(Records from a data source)
__________________________________________________

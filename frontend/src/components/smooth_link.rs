use gloo_timers::callback::Timeout;
use log::debug;
use yew::prelude::*;

use crate::dom;

const INITIAL_SCROLL_DELAY_MS: u32 = 100;

/// Element id a `#fragment` link points at, if it is one.
pub fn hash_target(href: &str) -> Option<&str> {
    href.strip_prefix('#').filter(|id| !id.is_empty())
}

#[derive(Properties, PartialEq)]
pub struct SmoothLinkProps {
    pub to: AttrValue,
    #[prop_or_default]
    pub class: Classes,
    /// Runs after the scroll starts, e.g. to close a menu.
    #[prop_or_default]
    pub onclick: Callback<()>,
    #[prop_or_default]
    pub children: Children,
}

/// Anchor that smooth-scrolls to in-page sections instead of jumping.
#[function_component(SmoothLink)]
pub fn smooth_link(props: &SmoothLinkProps) -> Html {
    let onclick = {
        let to = props.to.clone();
        let after = props.onclick.clone();
        Callback::from(move |e: MouseEvent| {
            if let Some(id) = hash_target(&to) {
                e.prevent_default();
                if !dom::scroll_to_id(id) {
                    debug!("No section with id {}", id);
                }
            }
            after.emit(());
        })
    };

    html! {
        <a href={props.to.clone()} class={props.class.clone()} {onclick}>
            { for props.children.iter() }
        </a>
    }
}

/// Scrolls to the section named by the location hash shortly after mount.
#[hook]
pub fn use_initial_hash_scroll() {
    use_effect_with_deps(
        |_| {
            let hash = web_sys::window()
                .and_then(|w| w.location().hash().ok())
                .unwrap_or_default();
            let timeout = hash_target(&hash).map(str::to_string).map(|id| {
                Timeout::new(INITIAL_SCROLL_DELAY_MS, move || {
                    dom::scroll_to_id(&id);
                })
            });
            move || drop(timeout)
        },
        (),
    );
}

#[cfg(test)]
mod tests {
    use super::*;

    #[test]
    fn only_fragments_are_targets() {
        assert_eq!(hash_target("#about"), Some("about"));
        assert_eq!(hash_target("#"), None);
        assert_eq!(hash_target("/contact"), None);
        assert_eq!(hash_target("https://example.com/#x"), None);
    }
}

__________________________________________________

• About this exercise
Tally the lines in the data that contain the string "debug". Report only the total.

• Written response
2